Many historical processes are dynamic. Populations grow and decline. Empires expand and collapse. Religions spread and wither. Natural scientists have made great strides in understanding dynamical processes in the physical and biological worlds using a synthetic approach that combines mathematical modeling with statistical analyses. Taking up the problem of territorial dynamics--why some polities at certain times expand and at other times contract--this book shows that a similar research program can advance our understanding of dynamical processes in history. Peter Turchin develops hypotheses from a wide range of social, political, economic, and demographic factors: geopolitics, factors affecting collective solidarity, dynamics of ethnic assimilation/religious conversion, and the interaction between population dynamics and sociopolitical stability.
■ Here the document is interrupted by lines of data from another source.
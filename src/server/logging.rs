//! Logging initialization and configuration.

use std::fs::OpenOptions;
use std::io::{self, IsTerminal};
use std::sync::Mutex;

use thiserror::Error;
use tracing_subscriber::{
    EnvFilter,
    fmt::{self, format::FmtSpan, writer::BoxMakeWriter},
    layer::SubscriberExt,
    util::SubscriberInitExt,
};

use crate::config::{LogFormat, LoggingConfig};

/// Initialize the tracing subscriber based on configuration.
pub fn init(config: &LoggingConfig) -> Result<(), LoggingError> {
    let filter = EnvFilter::try_new(&config.level)
        .map_err(|e| LoggingError::InvalidFilter(e.to_string()))?;
    let (writer, terminal) = make_writer(&config.output)?;
    let ansi = config.format == LogFormat::Text && config.color && terminal;

    let layer = fmt::layer()
        .with_ansi(ansi)
        .with_target(config.target)
        .with_span_events(FmtSpan::NONE)
        .with_writer(writer);
    let registry = tracing_subscriber::registry().with(filter);

    let result = match (config.format, config.timestamps) {
        (LogFormat::Text, true) => registry.with(layer).try_init(),
        (LogFormat::Text, false) => registry.with(layer.without_time()).try_init(),
        (LogFormat::Json, true) => registry.with(layer.json()).try_init(),
        (LogFormat::Json, false) => registry.with(layer.json().without_time()).try_init(),
    };
    result.map_err(|e| LoggingError::Init(e.to_string()))
}

/// Writer for "stdout", "stderr" or an append-mode file, plus whether it is a terminal.
fn make_writer(output: &str) -> Result<(BoxMakeWriter, bool), LoggingError> {
    match output {
        "stdout" => Ok((BoxMakeWriter::new(io::stdout), io::stdout().is_terminal())),
        "stderr" => Ok((BoxMakeWriter::new(io::stderr), io::stderr().is_terminal())),
        path => {
            let file = OpenOptions::new()
                .create(true)
                .append(true)
                .open(path)
                .map_err(|e| LoggingError::FileOpen(path.to_string(), e))?;
            Ok((BoxMakeWriter::new(Mutex::new(file)), false))
        }
    }
}

/// Errors that can occur during logging initialization.
#[derive(Error, Debug)]
pub enum LoggingError {
    /// Invalid log filter string.
    #[error("Invalid log filter: {0}")]
    InvalidFilter(String),
    /// Failed to open log file.
    #[error("Failed to open log file '{0}': {1}")]
    FileOpen(String, io::Error),
    /// A global subscriber is already installed.
    #[error("Failed to install log subscriber: {0}")]
    Init(String),
}
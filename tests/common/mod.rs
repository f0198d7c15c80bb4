//! Common test utilities and fixtures.
//!
//! Sheets, a fault-injecting store wrapper, and (with the `server` feature)
//! an axum-test application over an in-memory store.

#![allow(dead_code)]

use std::sync::Arc;
use std::sync::atomic::{AtomicUsize, Ordering};
use std::time::Duration;

use futures::future::BoxFuture;
use sheet_kv::sheet::{CellRef, SheetMatrix};
use sheet_kv::store::{CellValue, MemoryStore, SheetStore, StoreError};

// =============================================================================
// Sheets
// =============================================================================

/// Build a matrix from string literals.
pub fn sheet(rows: &[&[&str]]) -> SheetMatrix {
    SheetMatrix::from_rows(rows.iter().map(|r| r.iter().copied()))
}

/// A small leaderboard with ragged rows.
pub fn leaderboard() -> SheetMatrix {
    sheet(&[
        &["ID", "Name", "Points", "Votes"],
        &["1", "Ada", "5", "2"],
        &["2", "Grace", "12"],
        &["3", "Linus", "", "", "ignored"],
    ])
}

/// One row with ID "1" and the given Points, zero Votes.
pub fn single_row(points: i64) -> SheetMatrix {
    let points = points.to_string();
    sheet(&[&["ID", "Points", "Votes"], &["1", points.as_str(), "0"]])
}

/// Read a data cell from a memory store by header name.
pub fn cell(store: &MemoryStore, id: &str, column: &str) -> Option<String> {
    let matrix = store.snapshot();
    let position = matrix.headers().iter().position(|h| h == column)?;
    matrix
        .data_rows()
        .iter()
        .find(|row| row.first().map(String::as_str) == Some(id))
        .and_then(|row| row.get(position).cloned())
}

// =============================================================================
// Fault injection
// =============================================================================

/// Wraps a memory store and injects delays and failures.
pub struct FaultyStore {
    inner: Arc<MemoryStore>,
    /// The first read takes its snapshot, then sleeps this long before returning.
    first_read_delay: Option<Duration>,
    fail_reads: bool,
    /// 1-based index of the write that fails.
    fail_write: Option<usize>,
    reads: AtomicUsize,
    writes: AtomicUsize,
}

impl FaultyStore {
    pub fn new(inner: Arc<MemoryStore>) -> Self {
        Self {
            inner,
            first_read_delay: None,
            fail_reads: false,
            fail_write: None,
            reads: AtomicUsize::new(0),
            writes: AtomicUsize::new(0),
        }
    }

    pub fn delay_first_read(mut self, delay: Duration) -> Self {
        self.first_read_delay = Some(delay);
        self
    }

    pub fn fail_reads(mut self) -> Self {
        self.fail_reads = true;
        self
    }

    pub fn fail_write(mut self, nth: usize) -> Self {
        self.fail_write = Some(nth);
        self
    }

    pub fn reads(&self) -> usize {
        self.reads.load(Ordering::SeqCst)
    }
}

impl SheetStore for FaultyStore {
    fn get_rows(&self) -> BoxFuture<'_, Result<SheetMatrix, StoreError>> {
        Box::pin(async move {
            if self.fail_reads {
                return Err(StoreError::Unavailable("quota exceeded".into()));
            }
            let rows = self.inner.get_rows().await?;
            let read = self.reads.fetch_add(1, Ordering::SeqCst);
            if let (0, Some(delay)) = (read, self.first_read_delay) {
                tokio::time::sleep(delay).await;
            }
            Ok(rows)
        })
    }

    fn update_cell(&self, cell: CellRef, value: CellValue) -> BoxFuture<'_, Result<(), StoreError>> {
        Box::pin(async move {
            let write = self.writes.fetch_add(1, Ordering::SeqCst) + 1;
            if self.fail_write == Some(write) {
                return Err(StoreError::Unavailable(format!("write {} rejected", write)));
            }
            self.inner.update_cell(cell, value).await
        })
    }
}

// =============================================================================
// Test Application
// =============================================================================

#[cfg(feature = "server")]
pub use app::TestApp;

#[cfg(feature = "server")]
mod app {
    use std::sync::Arc;

    use axum_test::TestServer;
    use sheet_kv::config::CorsConfig;
    use sheet_kv::server::{AppState, build_cors_layer, router};
    use sheet_kv::store::{MemoryStore, SharedStore};
    use sheet_kv::{ConcurrencyMode, SheetMatrix};

    /// Test application over an in-memory sheet.
    pub struct TestApp {
        pub server: TestServer,
        pub store: Arc<MemoryStore>,
    }

    impl TestApp {
        /// Create a test application serving `matrix`.
        pub fn new(matrix: SheetMatrix) -> anyhow::Result<Self> {
            let store = Arc::new(MemoryStore::new(matrix));
            let shared: SharedStore = store.clone();
            let server = TestServer::new(router(AppState::new(shared, ConcurrencyMode::Serialized)))?;
            Ok(Self { server, store })
        }

        /// Create a test application over an arbitrary store.
        pub fn with_store(store: SharedStore, mode: ConcurrencyMode) -> anyhow::Result<TestServer> {
            Ok(TestServer::new(router(AppState::new(store, mode)))?)
        }

        /// Create a test application with the CORS layer applied.
        pub fn with_cors(matrix: SheetMatrix, cors: &CorsConfig) -> anyhow::Result<Self> {
            let store = Arc::new(MemoryStore::new(matrix));
            let shared: SharedStore = store.clone();
            let app = router(AppState::new(shared, ConcurrencyMode::Serialized))
                .layer(build_cors_layer(cors));
            let server = TestServer::new(app)?;
            Ok(Self { server, store })
        }
    }
}
//! Numeric coercion for loosely-typed sheet cells and request values.

use std::str::FromStr;

use serde_json::Value as JsonValue;

use crate::error::{Error, Result};

/// Parse the leading base-10 integer of a cell.
///
/// Leading whitespace and one sign are accepted, parsing stops at the first
/// non-digit. A cell with no leading digits counts as 0, so `"12abc"` is 12,
/// `"3.9"` is 3 and `"n/a"` is 0. Out-of-range values saturate.
pub fn parse_leading_int(raw: &str) -> i64 {
    let trimmed = raw.trim_start();
    let (negative, rest) = match trimmed.strip_prefix('-') {
        Some(rest) => (true, rest),
        None => (false, trimmed.strip_prefix('+').unwrap_or(trimmed)),
    };

    let magnitude = rest
        .chars()
        .map_while(|c| c.to_digit(10))
        .fold(0i64, |acc, digit| {
            acc.saturating_mul(10).saturating_add(i64::from(digit))
        });

    if negative {
        magnitude.saturating_neg()
    } else {
        magnitude
    }
}

/// A client-supplied increment for the Points column.
#[derive(Debug, Clone, Copy, PartialEq, Eq)]
pub struct ScoreDelta(i64);

impl ScoreDelta {
    pub fn new(value: i64) -> Self {
        Self(value)
    }

    pub fn value(self) -> i64 {
        self.0
    }

    /// Coerce a JSON request field into a delta.
    ///
    /// Integers, integral floats and strings holding an integer are accepted.
    /// Everything else, including an absent field, is an [`Error::InvalidDelta`].
    pub fn from_json(value: Option<&JsonValue>) -> Result<Self> {
        match value {
            None | Some(JsonValue::Null) => {
                Err(Error::InvalidDelta("missing score delta".to_string()))
            }
            Some(JsonValue::Number(n)) => {
                if let Some(v) = n.as_i64() {
                    return Ok(Self(v));
                }
                match n.as_f64() {
                    Some(f)
                        if f.is_finite()
                            && f.fract() == 0.0
                            && f >= i64::MIN as f64
                            && f < i64::MAX as f64 =>
                    {
                        Ok(Self(f as i64))
                    }
                    _ => Err(Error::InvalidDelta(format!(
                        "score delta must be an integer, got {}",
                        n
                    ))),
                }
            }
            Some(JsonValue::String(s)) => s.parse(),
            Some(other) => Err(Error::InvalidDelta(format!(
                "score delta must be a number, got {}",
                other
            ))),
        }
    }
}

impl FromStr for ScoreDelta {
    type Err = Error;

    fn from_str(s: &str) -> Result<Self> {
        s.trim()
            .parse::<i64>()
            .map(Self)
            .map_err(|_| Error::InvalidDelta(format!("score delta '{}' is not a number", s)))
    }
}
//! Tabular record mapping.
//!
//! A sheet is a ragged matrix of string cells whose first row names the
//! columns. This module turns that matrix into header-keyed [`Record`]s and
//! resolves rows by ID. Nothing here is cached: every operation works on a
//! matrix fetched for that call.

mod coerce;
mod mapper;
mod types;

pub use coerce::{parse_leading_int, ScoreDelta};
pub use mapper::{map_row, records_from_matrix, SheetTable, ID_COLUMN};
pub use types::{column_letter, CellRef, HeaderIndex, Record, RowRef, SheetMatrix};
He then translates these into a spectrum of mathematical models, investigates the dynamics predicted by the models, and contrasts model predictions with empirical patterns. Turchin's highly instructive empirical tests demonstrate that certain models predict empirical patterns with a very high degree of accuracy. For instance, one model accounts for the recurrent waves of state breakdown in medieval and early modern Europe. And historical data confirm that ethno-nationalist solidarity produces an aggressively expansive state under certain conditions (such as in locations where imperial frontiers coincide with religious divides). The strength of Turchin's results suggests that the synthetic approach he advocates can significantly improve our understanding of historical dynamics.


Historical Interpretations of the “Fifth Empire”

Historical Interpretations of the “Fifth Empire”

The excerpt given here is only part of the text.